Wenn sich jemand Globuli, die für Homöopathie-Gegner ohnehin nur aus Zucker sind, zuführen möchte, dann soll er es tun. Wenn er sich danach besser fühlt – und wenn es nur wegen eines Placeboeffekts ist –, umso besser.

Viele Schulmediziner bieten heute auch Homöopathie an. Nicht alle werden wirklich daran glauben. Es ist vielmehr eine Art Feedback-Kreislauf: Der eine Patient fühlt sich danach besser, warum also nicht auch beim nächsten probieren? Ein Schaden ist ja nicht zu erwarten. Selbstredend sprechen wir hier nicht von ernsthaften Erkrankungen wie Krebs.
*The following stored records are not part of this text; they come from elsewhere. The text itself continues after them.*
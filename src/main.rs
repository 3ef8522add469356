// ADAPTIVE SAMPLER -- WINDOWED, FEEDBACK-CONTROLLED EVENT SAMPLING
//
// simulate: DETERMINISTIC WINDOW-BY-WINDOW REPLAY OF A SYNTHETIC WORKLOAD
// run:      LIVE PRODUCER THREADS AGAINST A REAL PERIODIC ROLL THREAD

mod cli;

use std::sync::atomic::{AtomicBool, Ordering};
use std::time::Duration;

use anyhow::Result;
use clap::{Parser, Subcommand};
use tracing_subscriber::EnvFilter;

use adaptive_sampler::config::{DEFAULT_LOOKBACK, DEFAULT_SAMPLES_PER_WINDOW};
use adaptive_sampler::SamplerConfig;

use cli::simulate::Pattern;

static SHUTDOWN: AtomicBool = AtomicBool::new(false);

#[derive(Parser)]
#[command(name = "adaptive-sampler")]
#[command(about = "ADAPTIVE SAMPLER -- WINDOWED, FEEDBACK-CONTROLLED EVENT SAMPLING")]
struct Cli {
    // SAMPLING WINDOW IN MILLISECONDS
    #[arg(long, global = true, default_value_t = 1000)]
    window_ms: u64,

    // TARGET ACCEPTED EVENTS PER WINDOW
    #[arg(long, global = true, default_value_t = DEFAULT_SAMPLES_PER_WINDOW)]
    samples_per_window: u64,

    // WINDOWS APPROXIMATED BY THE EVENT-VOLUME EMA
    #[arg(long, global = true, default_value_t = DEFAULT_LOOKBACK)]
    lookback: u32,

    // DEBUG-LEVEL LOGGING (ONE LINE PER WINDOW ROLL)
    #[arg(long, global = true)]
    verbose: bool,

    // DUMP FULL WINDOW LOG ON EXIT
    #[arg(long, global = true)]
    dump_log: bool,

    #[command(subcommand)]
    command: Command,
}

#[derive(Subcommand)]
enum Command {
    /// Replay a synthetic workload window by window (no wall clock)
    Simulate {
        #[arg(long, value_enum, default_value_t = Pattern::Constant)]
        pattern: Pattern,

        // NUMBER OF WINDOWS TO ROLL
        #[arg(long, default_value_t = 120)]
        windows: usize,

        // EVENTS PER WINDOW (CONSTANT), MEAN (POISSON), BURST SIZE (BURST)
        #[arg(long, default_value_t = 1000)]
        events: u64,

        // COMMA-SEPARATED EVENTS PER WINDOW FOR --pattern repeating
        #[arg(long, value_delimiter = ',')]
        sequence: Vec<u64>,

        #[arg(long, default_value_t = 12345671)]
        seed: u64,
    },
    /// Drive a live sampler from producer threads (CTRL+C TO STOP)
    Run {
        #[arg(long, default_value_t = 4)]
        threads: usize,

        // sample() CALLS PER SECOND, PER THREAD
        #[arg(long, default_value_t = 10_000)]
        rate: u64,

        // STOP AFTER THIS MANY SECONDS (DEFAULT: UNTIL CTRL+C)
        #[arg(long)]
        seconds: Option<u64>,
    },
}

fn init_logging(verbose: bool) {
    let default = if verbose { "debug" } else { "info" };
    let filter = EnvFilter::try_from_default_env().unwrap_or_else(|_| EnvFilter::new(default));
    tracing_subscriber::fmt().with_env_filter(filter).with_target(false).init();
}

fn main() -> Result<()> {
    let cli = Cli::parse();
    init_logging(cli.verbose);

    let config = SamplerConfig::new(
        Duration::from_millis(cli.window_ms),
        cli.samples_per_window,
        cli.lookback,
    );
    config.validate()?;

    println!("ADAPTIVE SAMPLER");
    println!("WINDOW:          {} ms", cli.window_ms);
    println!("SAMPLES/WINDOW:  {}", config.samples_per_window);
    println!("LOOKBACK:        {}", config.lookback);
    println!("VERBOSE:         {}", cli.verbose);
    println!();

    match cli.command {
        Command::Simulate { pattern, windows, events, sequence, seed } => {
            cli::simulate::run_simulate(config, pattern, windows, events, sequence, seed, cli.dump_log)
        }
        Command::Run { threads, rate, seconds } => {
            ctrlc::set_handler(move || {
                SHUTDOWN.store(true, Ordering::Relaxed);
            })?;
            cli::run::run_live(config, threads, rate, seconds, cli.dump_log, &SHUTDOWN)
        }
    }
}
Und für jene, die wirklich an den verdünnten „Wirkstoff“ glauben, gibt es auch noch Hoffnung: „Wirkt Homöopathie womöglich doch?“, fragte der „Standard“ vor einigen Wochen. Er bezog sich auf einen Artikel im Fachblatt „Scientific Reports“: In Experimenten an Ratten, hieß es darin, sei eine Wirkung des homöopathisch verdünnten Eichenblättrigen Giftsumachs nachgewiesen worden. Kritiker wiesen allerdings auf etliche Ungereimtheiten hin.